Imagine every pixel on your screen, streamed live directly from a model (3 minute read)

Tech aifrontendinfrastructure Read original

Flipbook streams entire user interfaces pixel-by-pixel from an AI video model at 1080p 24fps, replacing HTML and layout engines with purely generative visuals.

What: Flipbook is a prototype that generates user interfaces entirely from an optimized AI video model, streaming live to browsers via websockets connected to serverless GPUs, with no HTML, CSS, or traditional layout code involved.

Why it matters: This represents a fundamentally different UI paradigm where models generate pixel-level output instead of structured markup, enabling interfaces that fluidly reshape themselves and make any region interactive without predefined buttons or components.

Takeaway: Try the early prototype at flipbook.page to experience model-generated interfaces, though the team notes it's slow and many demos are sped up.

Deep dive

The team optimized LTX Studio's video model heavily enough to stream live 1080p video at 24fps directly to browsers, a significant technical achievement for real-time generative rendering
Uses websockets to connect directly to Modal Labs serverless GPU infrastructure, enabling on-demand compute without managing servers
Since there's no rigid layout engine, illustrations automatically reshape themselves to fit any window size, moving beyond fixed responsive breakpoints
Any region of the generated image can become interactive, not just predefined clickable elements like traditional buttons or links
Currently optimized for visual explanations due to model limitations, but the team expects the use case range to expand as models become more accurate and stateful
The approach could eventually extend to traditionally structured UIs like coding environments, though this remains speculative
Represents an emerging "model-native" interface paradigm where AI generates every pixel rather than rendering structured markup
The demos shown in the announcement are sped up and edited, indicating current performance still has room for improvement

Decoder

Layout engine: Software that calculates where elements appear on screen (like browser rendering engines for HTML/CSS)
Serverless GPU: On-demand access to graphics processors for compute-intensive tasks without managing server infrastructure
Websockets: Protocol enabling real-time two-way communication between browser and server
Stateful models: AI models that maintain context and memory across interactions, rather than treating each request independently

Original article

Imagine every pixel on your screen, streamed live directly from a model. No HTML, no layout engine, no code. Just exactly what you want to see.

@eddiejiao_obj, @drewocarr and I built a prototype to see how this could actually work, and set out to make it real. We're calling it Flipbook.

Because there's no strict layout engine, illustrations reshape themselves to fit your window.

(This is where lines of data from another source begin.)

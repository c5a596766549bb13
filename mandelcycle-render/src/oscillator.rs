//! Bounded color-component oscillators.
//!
//! Hue, saturation and brightness all share one update rule: step by a fixed
//! delta and reflect at the bounds. A single [`ColorComponent`] type carries
//! its own bounds and direction and is tagged with the [`Channel`] that
//! decides how its value is normalised for color conversion.

/// Which HSB component an oscillator drives.
#[derive(Debug, Clone, Copy, PartialEq, Eq, Hash)]
pub enum Channel {
    Hue,
    Saturation,
    Brightness,
}

impl Channel {
    /// Divisor that maps a raw value into the unit range expected by the
    /// converter: degrees for hue, percent for the others.
    pub fn scale(self) -> f32 {
        match self {
            Self::Hue => 360.0,
            Self::Saturation | Self::Brightness => 100.0,
        }
    }

    /// Accepted ranges for user edits of this channel.
    ///
    /// Hue may run up to two full turns so the table can cycle through the
    /// spectrum twice; the converter wraps it.
    pub fn limits(self) -> ChannelLimits {
        match self {
            Self::Hue => ChannelLimits {
                min: (0.0, 360.0),
                max: (0.0, 720.0),
                delta: (0.0, 360.0),
            },
            Self::Saturation | Self::Brightness => ChannelLimits {
                min: (0.0, 100.0),
                max: (0.0, 100.0),
                delta: (0.0, 100.0),
            },
        }
    }

    pub fn label(self) -> &'static str {
        match self {
            Self::Hue => "Hue",
            Self::Saturation => "Saturation",
            Self::Brightness => "Brightness",
        }
    }
}

/// Inclusive `(low, high)` ranges for each editable parameter of a channel.
#[derive(Debug, Clone, Copy, PartialEq)]
pub struct ChannelLimits {
    pub min: (f32, f32),
    pub max: (f32, f32),
    pub delta: (f32, f32),
}

#[derive(Debug, Clone, Copy, PartialEq, Eq)]
enum Direction {
    Rising,
    Falling,
}

impl Direction {
    #[inline]
    fn sign(self) -> f32 {
        match self {
            Self::Rising => 1.0,
            Self::Falling => -1.0,
        }
    }

    #[inline]
    fn reversed(self) -> Self {
        match self {
            Self::Rising => Self::Falling,
            Self::Falling => Self::Rising,
        }
    }
}

/// A value that walks between `min` and `max` in steps of `delta`,
/// reversing direction at either bound.
///
/// Invariant: `min <= value <= max` after every call.
#[derive(Debug, Clone, Copy, PartialEq)]
pub struct ColorComponent {
    channel: Channel,
    min: f32,
    max: f32,
    delta: f32,
    value: f32,
    direction: Direction,
}

impl ColorComponent {
    /// Oscillator starting at `min`.
    ///
    /// Inputs are clamped rather than rejected: a non-finite bound falls
    /// back to the lower bound, `max` is raised to `min`, and a negative
    /// or non-finite `delta` becomes `0`.
    pub fn new(channel: Channel, min: f32, max: f32, delta: f32) -> Self {
        Self::with_start(channel, min, min, max, delta)
    }

    /// Oscillator starting at `start`, clamped into `[min, max]`.
    pub fn with_start(channel: Channel, start: f32, min: f32, max: f32, delta: f32) -> Self {
        let min = finite_or(min, 0.0);
        let max = finite_or(max, min).max(min);
        let delta = finite_or(delta, 0.0).max(0.0);
        let value = finite_or(start, min).clamp(min, max);
        Self {
            channel,
            min,
            max,
            delta,
            value,
            direction: Direction::Rising,
        }
    }

    /// Clamp each raw edit into the channel's [`limits`](Channel::limits)
    /// first, then build the oscillator.
    pub fn within_channel_limits(
        channel: Channel,
        start: Option<f32>,
        min: f32,
        max: f32,
        delta: f32,
    ) -> Self {
        let limits = channel.limits();
        let min = clamp_to(min, limits.min);
        let max = clamp_to(max, limits.max);
        let delta = clamp_to(delta, limits.delta);
        match start {
            Some(start) => Self::with_start(channel, start, min, max, delta),
            None => Self::new(channel, min, max, delta),
        }
    }

    pub fn hue(min: f32, max: f32, delta: f32) -> Self {
        Self::new(Channel::Hue, min, max, delta)
    }

    pub fn saturation(min: f32, max: f32, delta: f32) -> Self {
        Self::new(Channel::Saturation, min, max, delta)
    }

    pub fn brightness(min: f32, max: f32, delta: f32) -> Self {
        Self::new(Channel::Brightness, min, max, delta)
    }

    /// Advance one step, reflecting at the bounds.
    ///
    /// If the step would leave `[min, max]` the direction flips and the
    /// step is retried from the current value. If that also leaves the
    /// range (delta wider than the range) the value holds for this step.
    pub fn next(&mut self) {
        if self.delta == 0.0 {
            return;
        }
        let mut next = self.value + self.delta * self.direction.sign();
        if next < self.min || next > self.max {
            self.direction = self.direction.reversed();
            next = self.value + self.delta * self.direction.sign();
        }
        if next >= self.min && next <= self.max {
            self.value = next;
        }
    }

    /// Current value divided into the converter's unit range.
    #[inline]
    pub fn normalized(&self) -> f32 {
        self.value / self.channel.scale()
    }

    #[inline]
    pub fn value(&self) -> f32 {
        self.value
    }

    pub fn channel(&self) -> Channel {
        self.channel
    }

    pub fn min(&self) -> f32 {
        self.min
    }

    pub fn max(&self) -> f32 {
        self.max
    }

    pub fn delta(&self) -> f32 {
        self.delta
    }
}

#[inline]
fn finite_or(value: f32, fallback: f32) -> f32 {
    if value.is_finite() {
        value
    } else {
        fallback
    }
}

#[inline]
fn clamp_to(value: f32, (low, high): (f32, f32)) -> f32 {
    finite_or(value, low).clamp(low, high)
}

#[cfg(test)]
mod tests {
    use super::*;

    fn walk(osc: &mut ColorComponent, steps: usize) -> Vec<f32> {
        (0..steps)
            .map(|_| {
                let v = osc.value();
                osc.next();
                v
            })
            .collect()
    }

    #[test]
    fn reflects_at_bounds() {
        let mut osc = ColorComponent::hue(0.0, 3.0, 1.0);
        assert_eq!(
            walk(&mut osc, 9),
            vec![0.0, 1.0, 2.0, 3.0, 2.0, 1.0, 0.0, 1.0, 2.0]
        );
    }

    #[test]
    fn zero_delta_is_constant() {
        let mut osc = ColorComponent::with_start(Channel::Saturation, 70.0, 0.0, 100.0, 0.0);
        for _ in 0..1000 {
            osc.next();
            assert_eq!(osc.value(), 70.0);
        }
    }

    #[test]
    fn delta_wider_than_range_holds_value() {
        let mut osc = ColorComponent::brightness(10.0, 12.0, 5.0);
        for _ in 0..10 {
            osc.next();
            assert_eq!(osc.value(), 10.0);
        }
    }

    #[test]
    fn never_leaves_range() {
        for &(min, max, delta) in &[(0.0, 360.0, 7.3), (20.0, 21.0, 0.7), (5.0, 5.0, 1.0)] {
            let mut osc = ColorComponent::hue(min, max, delta);
            for _ in 0..5000 {
                osc.next();
                assert!(osc.value() >= min && osc.value() <= max);
            }
        }
    }

    #[test]
    fn degenerate_range_is_constant() {
        let mut osc = ColorComponent::hue(42.0, 42.0, 3.0);
        osc.next();
        osc.next();
        assert_eq!(osc.value(), 42.0);
    }

    #[test]
    fn normalizes_per_channel() {
        let hue = ColorComponent::with_start(Channel::Hue, 180.0, 0.0, 360.0, 1.0);
        assert!((hue.normalized() - 0.5).abs() < 1e-6);
        let sat = ColorComponent::with_start(Channel::Saturation, 25.0, 0.0, 100.0, 1.0);
        assert!((sat.normalized() - 0.25).abs() < 1e-6);
        let wide_hue = ColorComponent::with_start(Channel::Hue, 540.0, 0.0, 720.0, 1.0);
        assert!((wide_hue.normalized() - 1.5).abs() < 1e-6);
    }

    #[test]
    fn clamps_bad_inputs() {
        let osc = ColorComponent::with_start(Channel::Hue, 500.0, 50.0, 10.0, -4.0);
        assert_eq!(osc.min(), 50.0);
        assert_eq!(osc.max(), 50.0);
        assert_eq!(osc.delta(), 0.0);
        assert_eq!(osc.value(), 50.0);

        let osc = ColorComponent::new(Channel::Brightness, f32::NAN, f32::INFINITY, f32::NAN);
        assert_eq!(osc.min(), 0.0);
        assert_eq!(osc.max(), 0.0);
        assert_eq!(osc.delta(), 0.0);
    }

    #[test]
    fn channel_limits_applied_to_edits() {
        let osc = ColorComponent::within_channel_limits(Channel::Hue, None, -20.0, 900.0, 400.0);
        assert_eq!(osc.min(), 0.0);
        assert_eq!(osc.max(), 720.0);
        assert_eq!(osc.delta(), 360.0);

        let osc =
            ColorComponent::within_channel_limits(Channel::Saturation, Some(95.0), 70.0, 150.0, 2.0);
        assert_eq!(osc.max(), 100.0);
        assert_eq!(osc.value(), 95.0);
    }
}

And any region of the image can become interactive, not just the parts someone decided to make a button.

To bring the imagery to life, we heavily optimized @LTXStudio's video model. Enough to stream live 1080p video at 24fps directly to your screen, connecting directly via websockets to @modal_labs serverless GPU infra.

Today, Flipbook is limited, so we designed it around visual explanations. As the models get more accurate and more stateful, the set of things worth doing this way will expand. Even ones you'd assume need structured UIs like coding.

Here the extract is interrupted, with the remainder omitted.